The next noon we hear an outburst of voices in the compound of the station. I gather from fragments of speech that the District Police Officer has arrived. The activists and the lawyer are protesting to him to release us at least on bail. He agrees and I soon see why. As we exit the station, we see half the village squatting all over the police compound together with our supporters, keeping vigil till our release. I am grateful they have stayed to give us strength. If he does not release us, my people will not budge. Even the ones rehomed into the new settlements behave similarly. When any of them is hospitalised, the whole village follows and sits around the wards or grounds, attempting to feed the patient jungle herbs. The police send all of us prisoners and families back as far as the stockade in a jeep. The stockade has been rammed to the ground.

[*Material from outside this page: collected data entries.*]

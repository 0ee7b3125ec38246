// src/db/mod.rs

use std::collections::HashMap;

use async_trait::async_trait;
use chrono::{DateTime, Utc};
use sqlx::PgPool;
use sqlx::types::Json;

use crate::grading::answer::{AnswerKey, AnswerValue};
use crate::grading::progression::SubjectProgress;
use crate::grading::store::{GradingStore, NewAttempt, StoreError};
use crate::models::subject::Subject;

/// Postgres-backed grading store.
///
/// The conditional progression update is a plain `UPDATE ... WHERE stage =
/// $read AND level = $read`; the engine retries on conflict, so no row locks
/// are held across awaits.
#[derive(Clone)]
pub struct PgStore {
    pool: PgPool,
}

impl PgStore {
    pub fn new(pool: PgPool) -> Self {
        PgStore { pool }
    }
}

#[async_trait]
impl GradingStore for PgStore {
    async fn answer_keys(&self, ids: &[i64]) -> Result<HashMap<i64, AnswerKey>, StoreError> {
        let rows: Vec<(i64, String, String, Option<String>)> = sqlx::query_as(
            "SELECT id, content, answer, explanation FROM questions WHERE id = ANY($1)",
        )
        .bind(ids)
        .fetch_all(&self.pool)
        .await?;

        Ok(rows
            .into_iter()
            .map(|(id, content, answer, explanation)| {
                (
                    id,
                    AnswerKey {
                        question_id: id,
                        content,
                        answer: AnswerValue::parse(&answer),
                        explanation,
                    },
                )
            })
            .collect())
    }

    async fn insert_attempt(&self, attempt: &NewAttempt) -> Result<Option<i64>, StoreError> {
        // ON CONFLICT DO NOTHING on the attempt key makes this insert the
        // idempotency gate: a duplicate returns no row and the caller skips
        // every follow-up mutation.
        let id: Option<(i64,)> = sqlx::query_as(
            r#"
            INSERT INTO test_attempts
                (user_id, subject, mode, topic, attempt_key, outcomes,
                 correct_count, incorrect_count, unanswered_count,
                 score_percentage, passed, total_time_seconds)
            VALUES ($1, $2, $3, $4, $5, $6, $7, $8, $9, $10, $11, $12)
            ON CONFLICT (attempt_key) DO NOTHING
            RETURNING id
            "#,
        )
        .bind(attempt.user_id)
        .bind(attempt.subject)
        .bind(attempt.mode)
        .bind(&attempt.topic)
        .bind(&attempt.attempt_key)
        .bind(Json(&attempt.outcomes))
        .bind(attempt.summary.correct_count)
        .bind(attempt.summary.incorrect_count)
        .bind(attempt.summary.unanswered_count)
        .bind(attempt.summary.score_percentage)
        .bind(attempt.summary.passed)
        .bind(attempt.total_time_seconds)
        .fetch_optional(&self.pool)
        .await?;

        Ok(id.map(|(id,)| id))
    }

    async fn subject_progress(
        &self,
        user_id: i64,
        subject: Subject,
    ) -> Result<SubjectProgress, StoreError> {
        sqlx::query(
            "INSERT INTO subject_progress (user_id, subject) VALUES ($1, $2)
             ON CONFLICT (user_id, subject) DO NOTHING",
        )
        .bind(user_id)
        .bind(subject)
        .execute(&self.pool)
        .await?;

        let (stage, level): (i32, i32) = sqlx::query_as(
            "SELECT stage, level FROM subject_progress WHERE user_id = $1 AND subject = $2",
        )
        .bind(user_id)
        .bind(subject)
        .fetch_one(&self.pool)
        .await?;

        Ok(SubjectProgress { stage, level })
    }

    async fn swap_subject_progress(
        &self,
        user_id: i64,
        subject: Subject,
        from: SubjectProgress,
        to: SubjectProgress,
    ) -> Result<bool, StoreError> {
        let result = sqlx::query(
            r#"
            UPDATE subject_progress
            SET stage = $1, level = $2, updated_at = NOW()
            WHERE user_id = $3 AND subject = $4 AND stage = $5 AND level = $6
            "#,
        )
        .bind(to.stage)
        .bind(to.level)
        .bind(user_id)
        .bind(subject)
        .bind(from.stage)
        .bind(from.level)
        .execute(&self.pool)
        .await?;

        Ok(result.rows_affected() == 1)
    }

    async fn record_topic_attempt(
        &self,
        user_id: i64,
        subject: Subject,
        topic: &str,
        score: i32,
        completed: bool,
        at: DateTime<Utc>,
    ) -> Result<(), StoreError> {
        sqlx::query(
            r#"
            INSERT INTO topic_progress
                (user_id, subject, topic, best_score, completed, attempts, last_attempt_at)
            VALUES ($1, $2, $3, $4, $5, 1, $6)
            ON CONFLICT (user_id, subject, topic) DO UPDATE SET
                best_score = GREATEST(topic_progress.best_score, EXCLUDED.best_score),
                completed = topic_progress.completed OR EXCLUDED.completed,
                attempts = topic_progress.attempts + 1,
                last_attempt_at = EXCLUDED.last_attempt_at
            "#,
        )
        .bind(user_id)
        .bind(subject)
        .bind(topic)
        .bind(score)
        .bind(completed)
        .bind(at)
        .execute(&self.pool)
        .await?;

        Ok(())
    }
}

Two days later Anjam is very ill. Several Halaas perform all-day and all-night trance rituals searching for Anjam’s missing soul but on the third day Anjam is dead. The elders blame it on exposure to outside malevolence but I remember how when we are in the cell Anjam needs to pee. A policeman takes him out but the boy comes back a while later bent double and speechless. In the morning he seems alright but fades into unconsciousness at home. When they bathe his body for burial, the blue bruises and swelling on his middle back are obvious.
The day of the funeral the sky weeps in torrents, drowning out the chants of the Halaa and the keening of the villagers. The grave is already dug on the other side of the river and as we mourners cross via the huge log that bridges the banks, the roiling river, tumbling and rolling wildly, threatens to drown us. We have no way of turning back when the omnipresent Thunder Spirit explodes in anger and releases the mountain to swallow us, making us one with the cosmos, with the earth and keeping us home.
What’s left is upended trees, boulders and mud — a movement of the mountain in apocalyptic proportions spreading at least a kilometer in radius. Giant roots reach for the sky and treetops lay buried — a new unmapped terrain of an unmappable people.
 Sakai: slang, offensive, ethnic slur, used for an Orang Asli or native people.
A. Jessie Michael is a retired Associate Professor of English from Malaysia. She has written short stories for online journals, local magazines and newspapers. She has published an anthology of short stories Snapshots, with two other writers and most recently her own anthology The Madman and Other Stories (2016).